RCCPAC: A parallel relativistic coupled-cluster program for closed-shell and one-valence atoms and ions in FORTRAN

TL;DR

This paper introduces RCCPAC, a parallel FORTRAN program that efficiently solves relativistic coupled-cluster equations for atoms and ions, enabling accurate property calculations on distributed memory systems.

Contribution

The paper presents a novel parallel FORTRAN implementation of relativistic coupled-cluster equations using message passing interface for atoms and ions.

Findings

Successfully computes ground state correlation energies

Calculates attachment energies and hyperfine constants

Demonstrates scalability on distributed systems

Abstract

We report the development of a parallel FORTRAN code, RCCPAC, to solve the relativistic coupled-cluster equations for closed-shell and one-valence atoms and ions.
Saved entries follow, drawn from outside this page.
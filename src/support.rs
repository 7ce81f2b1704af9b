//! Support-matrix construction.
//!
//! A support is one graph propagation operator: a square matrix telling a
//! convolution layer how signal spreads across nodes for one hop or
//! diffusion order. Layers consume an ordered set of these; typical sets mix
//! the identity (self-loops only) with a symmetrically normalized adjacency.

use candle_core::{DType, Device, Tensor};

use crate::error::{Error, Result};

/// Identity support: each node keeps its own signal.
pub fn identity(num_nodes: usize, device: &Device) -> Result<Tensor> {
    Ok(Tensor::eye(num_nodes, DType::F32, device)?)
}

/// Symmetrically normalized adjacency with self-loops:
/// `D̂^{-1/2} (A + I) D̂^{-1/2}`.
///
/// The self-loops guarantee every row degree is ≥ 1 for a non-negative `A`,
/// so the inverse square root is always finite. Normalization keeps
/// high-degree nodes from dominating the aggregation.
pub fn normalized_adjacency(adj: &Tensor) -> Result<Tensor> {
    let (rows, cols) = adj.dims2()?;
    if rows != cols {
        return Err(Error::InvalidConfig(format!(
            "adjacency must be square, got {rows}x{cols}"
        )));
    }

    let eye = Tensor::eye(rows, adj.dtype(), adj.device())?;
    let a_hat = (adj + &eye)?;

    let inv_sqrt_degree = a_hat.sum(1)?.powf(-0.5)?;
    let d_rows = inv_sqrt_degree.reshape((rows, 1))?;
    let d_cols = inv_sqrt_degree.reshape((1, rows))?;
    Ok(a_hat.broadcast_mul(&d_rows)?.broadcast_mul(&d_cols)?)
}

/// Symmetric co-occurrence adjacency for a short message.
///
/// Counts, for every token position, the tokens appearing within `window`
/// positions after it; counts accumulate over repeats. Self edges are not
/// recorded (use [`identity`] or [`normalized_adjacency`]'s self-loops for
/// that). Token ids index nodes, so they must all be below `num_nodes`.
pub fn cooccurrence_adjacency(
    tokens: &[usize],
    num_nodes: usize,
    window: usize,
    device: &Device,
) -> Result<Tensor> {
    if window == 0 {
        return Err(Error::InvalidConfig(
            "co-occurrence window must be >= 1".to_string(),
        ));
    }
    if let Some(&bad) = tokens.iter().find(|&&t| t >= num_nodes) {
        return Err(Error::InvalidConfig(format!(
            "token id {bad} out of range for {num_nodes} nodes"
        )));
    }

    let mut counts = vec![0f32; num_nodes * num_nodes];
    for (i, &a) in tokens.iter().enumerate() {
        let end = (i + window + 1).min(tokens.len());
        for &b in &tokens[i + 1..end] {
            if a != b {
                counts[a * num_nodes + b] += 1.0;
                counts[b * num_nodes + a] += 1.0;
            }
        }
    }
    Ok(Tensor::from_vec(counts, (num_nodes, num_nodes), device)?)
}

#[cfg(test)]
mod tests {
    use super::*;

    #[test]
    fn normalization_of_a_single_edge() {
        let device = Device::Cpu;
        // Two nodes, one edge. A + I is all ones, every degree is 2, so
        // every entry of the normalized operator is 1/2.
        let adj = Tensor::from_vec(vec![0f32, 1.0, 1.0, 0.0], (2, 2), &device).unwrap();
        let norm = normalized_adjacency(&adj).unwrap();
        let values = norm.to_vec2::<f32>().unwrap();
        for row in values {
            for v in row {
                assert!((v - 0.5).abs() < 1e-6, "entry {v}");
            }
        }
    }

    #[test]
    fn normalization_rejects_rectangular_input() {
        let device = Device::Cpu;
        let adj = Tensor::zeros((2, 3), DType::F32, &device).unwrap();
        assert!(normalized_adjacency(&adj).is_err());
    }

    #[test]
    fn cooccurrence_is_symmetric() {
        let device = Device::Cpu;
        let adj = cooccurrence_adjacency(&[0, 1, 2, 1], 3, 2, &device).unwrap();
        let values = adj.to_vec2::<f32>().unwrap();
        for i in 0..3 {
            for j in 0..3 {
                assert_eq!(values[i][j], values[j][i]);
            }
            assert_eq!(values[i][i], 0.0);
        }
        // Tokens 0 and 1 are adjacent once; 1 and 2 co-occur twice within
        // the window (positions 1-2 and 2-3).
        assert_eq!(values[0][1], 1.0);
        assert_eq!(values[1][2], 2.0);
    }

    #[test]
    fn cooccurrence_validates_inputs() {
        let device = Device::Cpu;
        assert!(cooccurrence_adjacency(&[0, 1], 2, 0, &device).is_err());
        assert!(cooccurrence_adjacency(&[0, 5], 2, 2, &device).is_err());
    }
}
//! Full-batch transductive training for [`TextGcn`](crate::model::TextGcn).
//!
//! The whole graph is evaluated every epoch; train/validation splits are
//! index sets over the node axis. Parameters live in a
//! [`candle_nn::VarMap`], so checkpointing is the caller's one-liner
//! (`varmap.save` / `varmap.load` with safetensors) and the optimizer simply
//! steps `varmap.all_vars()`.
//!
//! # Example
//!
//! ```rust,ignore
//! use textgcn::{TextGcn, TrainConfig, Trainer};
//!
//! let config = TrainConfig::default()
//!     .with_epochs(200)
//!     .with_learning_rate(0.005);
//!
//! let report = Trainer::new(config).fit(&model, &varmap, &x, &labels, &train_idx, &val_idx)?;
//! varmap.save("model.safetensors")?;
//! eprintln!("best epoch: {}", report.best_epoch);
//! ```

use std::fs::File;
use std::path::Path;

use candle_core::{DType, Tensor, D};
use candle_nn::{loss, AdamW, Optimizer, ParamsAdamW, VarMap};
use serde::{Deserialize, Serialize};

use crate::error::{Error, Result};
use crate::model::TextGcn;

/// Training configuration.
#[derive(Debug, Clone, Serialize, Deserialize)]
pub struct TrainConfig {
    /// Number of training epochs (default: 100).
    pub epochs: usize,
    /// AdamW learning rate (default: 0.005).
    pub learning_rate: f64,
    /// Decoupled weight decay (default: 0.0).
    pub weight_decay: f64,
    /// Stop after this many epochs without a new best validation accuracy
    /// (None = run all epochs).
    pub early_stopping: Option<usize>,
    /// Progress line to stderr every this many epochs (default: 10).
    pub log_every: usize,
}

impl Default for TrainConfig {
    fn default() -> Self {
        Self {
            epochs: 100,
            learning_rate: 0.005,
            weight_decay: 0.0,
            early_stopping: Some(10),
            log_every: 10,
        }
    }
}

impl TrainConfig {
    pub fn with_epochs(mut self, epochs: usize) -> Self {
        self.epochs = epochs;
        self
    }

    pub fn with_learning_rate(mut self, lr: f64) -> Self {
        self.learning_rate = lr;
        self
    }

    pub fn with_weight_decay(mut self, weight_decay: f64) -> Self {
        self.weight_decay = weight_decay;
        self
    }

    pub fn with_early_stopping(mut self, patience: Option<usize>) -> Self {
        self.early_stopping = patience;
        self
    }
}

/// Per-epoch history of a training run.
#[derive(Debug, Clone, Serialize, Deserialize)]
pub struct FitReport {
    /// Training loss per epoch.
    pub loss_history: Vec<f32>,
    /// Training-set accuracy per epoch, measured with dropout disabled.
    pub train_accuracy: Vec<f32>,
    /// Validation accuracy per epoch; empty when no validation set was given.
    pub val_accuracy: Vec<f32>,
    /// Epoch with the best validation accuracy (training accuracy when no
    /// validation set was given).
    pub best_epoch: usize,
}

impl FitReport {
    /// Write the report as pretty-printed JSON.
    pub fn save_json(&self, path: impl AsRef<Path>) -> Result<()> {
        let file = File::create(path)?;
        serde_json::to_writer_pretty(file, self)?;
        Ok(())
    }
}

/// Full-batch trainer.
pub struct Trainer {
    config: TrainConfig,
}

impl Trainer {
    pub fn new(config: TrainConfig) -> Self {
        Self { config }
    }

    /// Train `model` in place.
    ///
    /// # Arguments
    /// - `varmap`: the map the model's parameters were built from; the
    ///   optimizer steps every var in it
    /// - `x`: placeholder/feature matrix forwarded to the model each epoch
    /// - `labels`: `(N,)` class indices (`u32`) for every node; only the
    ///   indexed subsets contribute to loss and metrics
    /// - `train_idx` / `val_idx`: node index sets; `val_idx` may be empty
    pub fn fit(
        &self,
        model: &TextGcn,
        varmap: &VarMap,
        x: &Tensor,
        labels: &Tensor,
        train_idx: &[u32],
        val_idx: &[u32],
    ) -> Result<FitReport> {
        if train_idx.is_empty() {
            return Err(Error::InvalidConfig(
                "training index set must not be empty".to_string(),
            ));
        }
        let device = x.device();
        let train_ids = Tensor::from_vec(train_idx.to_vec(), train_idx.len(), device)?;
        let val_ids = if val_idx.is_empty() {
            None
        } else {
            Some(Tensor::from_vec(val_idx.to_vec(), val_idx.len(), device)?)
        };
        let train_labels = labels.index_select(&train_ids, 0)?;

        let params = ParamsAdamW {
            lr: self.config.learning_rate,
            weight_decay: self.config.weight_decay,
            ..Default::default()
        };
        let mut optimizer = AdamW::new(varmap.all_vars(), params)?;

        let mut report = FitReport {
            loss_history: Vec::with_capacity(self.config.epochs),
            train_accuracy: Vec::with_capacity(self.config.epochs),
            val_accuracy: Vec::new(),
            best_epoch: 0,
        };
        let mut best_metric = f32::NEG_INFINITY;

        for epoch in 0..self.config.epochs {
            let logits = model.forward(x, true)?;
            let loss = loss::cross_entropy(&logits.index_select(&train_ids, 0)?, &train_labels)?;
            optimizer.backward_step(&loss)?;
            report.loss_history.push(loss.to_scalar::<f32>()?);

            // Metrics on a clean evaluation pass.
            let eval_logits = model.forward(x, false)?;
            let train_acc = accuracy(&eval_logits.index_select(&train_ids, 0)?, &train_labels)?;
            report.train_accuracy.push(train_acc);

            let monitored = match &val_ids {
                Some(ids) => {
                    let val_acc = accuracy(
                        &eval_logits.index_select(ids, 0)?,
                        &labels.index_select(ids, 0)?,
                    )?;
                    report.val_accuracy.push(val_acc);
                    val_acc
                }
                None => train_acc,
            };
            if monitored > best_metric {
                best_metric = monitored;
                report.best_epoch = epoch;
            }

            if self.config.log_every > 0 && epoch % self.config.log_every == 0 {
                match report.val_accuracy.last() {
                    Some(val_acc) => eprintln!(
                        "epoch {epoch}: loss = {:.4}, train acc = {:.3}, val acc = {:.3}",
                        report.loss_history[epoch], train_acc, val_acc
                    ),
                    None => eprintln!(
                        "epoch {epoch}: loss = {:.4}, train acc = {:.3}",
                        report.loss_history[epoch], train_acc
                    ),
                }
            }

            if let Some(patience) = self.config.early_stopping {
                if epoch > report.best_epoch + patience {
                    eprintln!(
                        "early stopping at epoch {epoch} (best was {})",
                        report.best_epoch
                    );
                    break;
                }
            }
        }

        Ok(report)
    }
}

/// Fraction of rows whose argmax matches the label.
pub fn accuracy(logits: &Tensor, labels: &Tensor) -> Result<f32> {
    let hits = logits.argmax(D::Minus1)?.eq(labels)?.to_dtype(DType::F32)?;
    Ok(hits.mean_all()?.to_scalar::<f32>()?)
}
The parallelization is implemented through the use of message passing interface, which is suitable for distributed memory computers. The coupled-cluster equations are defined in terms of the reduced matrix elements, and solved iteratively using Jacobi method. The ground and excited states coupled-cluster wave functions obtained from the code could be used to compute different properties of closed-shell and one-valence atom or ion. As an example we compute the ground state correlation energy, attachment energies, $E$1 reduced matrix elements and hyperfine structure constants.